Preamble: Lord Vader pontificates on the essential difference between the light and dark sides of the force....
(Previously: PART I - Chapter 1, Chapter 2, Chapter 3, Chapter 4, Chapter 5, Chapter 6, Chapter 7, Chapter 8, Chapter 9, Chapter 10; PART II - Chapter 1, Chapter 2, Chapter 3, Chapter 4, Chapter 5, Chapter 6, Chapter 7, Chapter 8, Chapter 9, Chapter 10, Chapter 11, Chapter 12, Chapter 13, Chapter 14, Chapter 15, Chapter 16, Chapter 17, Chapter 18, Chapter 19, Chapter 20; PART III - Chapter 1, Chapter 2, Chapter 3, Chapter 4.)
THE DARTH SIDE
by Cheeseburger Brown
PART III, Chapter 5 - The Tao of Sith
Big day. Receiving the Emperor. Ruminations on the Sith mission statement.
My master, the Dark Lord Sidious, Most Excellent Emperor of the known galaxy Palpatine, has arrived at Endor. Amid only minor pomp and circumstance he debarked from his shuttle and I escorted him to his tower where he has now retired to recuperate from his journey and align himself with the local Force.
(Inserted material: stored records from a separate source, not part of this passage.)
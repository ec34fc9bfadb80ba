//! Pure shaping over already-fetched rows. Everything here is independent of
//! the database so the ordering and mark-resolution rules stay unit testable.

use crate::model::entity::{QuestionRevisionRow, QuizSlotRow};

/// A slot's mark override wins over the question's own default.
pub fn effective_mark(max_mark: Option<f64>, default_mark: f64) -> f64 {
    max_mark.unwrap_or(default_mark)
}

/// Distinct question ids across the given quizzes, first-seen order: quizzes
/// in input order, slots in slot order within a quiz. Repeated quiz ids in
/// the input do not re-emit questions.
pub fn distinct_questions_in_first_seen_order(quiz_ids: &[i64], slots: &[QuizSlotRow]) -> Vec<i64> {
    let mut seen = Vec::new();
    for quiz_id in quiz_ids {
        for slot in slots.iter().filter(|s| s.quiz_id == *quiz_id) {
            if !seen.contains(&slot.question_id) {
                seen.push(slot.question_id);
            }
        }
    }
    seen
}

/// All quiz ids referencing a question, distinct, ascending.
pub fn referencing_quizzes(question_id: i64, slots: &[QuizSlotRow]) -> Vec<i64> {
    let mut quiz_ids: Vec<i64> = slots
        .iter()
        .filter(|s| s.question_id == question_id)
        .map(|s| s.quiz_id)
        .collect();
    quiz_ids.sort_unstable();
    quiz_ids.dedup();
    quiz_ids
}

/// Question ids sharing a bank entry, ordered by version ascending.
pub fn revisions_of(bank_entry_id: i64, revisions: &[QuestionRevisionRow]) -> Vec<i64> {
    let mut rows: Vec<&QuestionRevisionRow> = revisions
        .iter()
        .filter(|r| r.bank_entry_id == bank_entry_id)
        .collect();
    rows.sort_by_key(|r| r.version);
    rows.into_iter().map(|r| r.question_id).collect()
}

#[cfg(test)]
mod test {
    use super::*;

    fn slot(quiz_id: i64, question_id: i64, slot: i32, max_mark: Option<f64>) -> QuizSlotRow {
        QuizSlotRow {
            quiz_id,
            question_id,
            slot,
            max_mark,
            default_mark: 1.0,
        }
    }

    #[test]
    fn effective_mark_prefers_override() {
        assert_eq!(effective_mark(Some(0.67), 1.0), 0.67);
        assert_eq!(effective_mark(None, 1.0), 1.0);
    }

    #[test]
    fn first_seen_order_follows_input_quizzes_then_slots() {
        let slots = vec![
            slot(1, 10, 1, None),
            slot(1, 11, 2, None),
            slot(2, 10, 1, None),
            slot(2, 12, 2, None),
        ];
        // quiz 2 first: its slots win the first-seen race.
        assert_eq!(
            distinct_questions_in_first_seen_order(&[2, 1], &slots),
            vec![10, 12, 11]
        );
        assert_eq!(
            distinct_questions_in_first_seen_order(&[1, 2], &slots),
            vec![10, 11, 12]
        );
    }

    #[test]
    fn first_seen_order_ignores_repeated_quiz_ids() {
        let slots = vec![slot(1, 10, 1, None), slot(1, 11, 2, None)];
        assert_eq!(
            distinct_questions_in_first_seen_order(&[1, 1, 1], &slots),
            vec![10, 11]
        );
    }

    #[test]
    fn referencing_quizzes_distinct_ascending() {
        let slots = vec![
            slot(7, 10, 1, None),
            slot(3, 10, 4, None),
            slot(3, 10, 9, None),
            slot(5, 11, 1, None),
        ];
        assert_eq!(referencing_quizzes(10, &slots), vec![3, 7]);
        assert_eq!(referencing_quizzes(11, &slots), vec![5]);
        assert!(referencing_quizzes(12, &slots).is_empty());
    }

    #[test]
    fn revisions_ordered_by_version() {
        let revisions = vec![
            QuestionRevisionRow {
                question_id: 31,
                bank_entry_id: 4,
                version: 2,
            },
            QuestionRevisionRow {
                question_id: 30,
                bank_entry_id: 4,
                version: 1,
            },
            QuestionRevisionRow {
                question_id: 40,
                bank_entry_id: 5,
                version: 1,
            },
        ];
        assert_eq!(revisions_of(4, &revisions), vec![30, 31]);
        assert_eq!(revisions_of(5, &revisions), vec![40]);
    }
}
It was he who broached the subject of Luke Skywalker. I felt his presence slither among my thoughts and I held my consciousness stock still, repulsed by his cold probe but powerless to resist him. He knows my thoughts dwell on my son. He knows I yearn to take up my post aboard Executor and resume the chase.
And yet he denied it me.
My master's thoughts are an impenetrable miasma to me now, but for a shallow gloss of ritual trivia he maintains like a wig over his true mind. It has not always been this way.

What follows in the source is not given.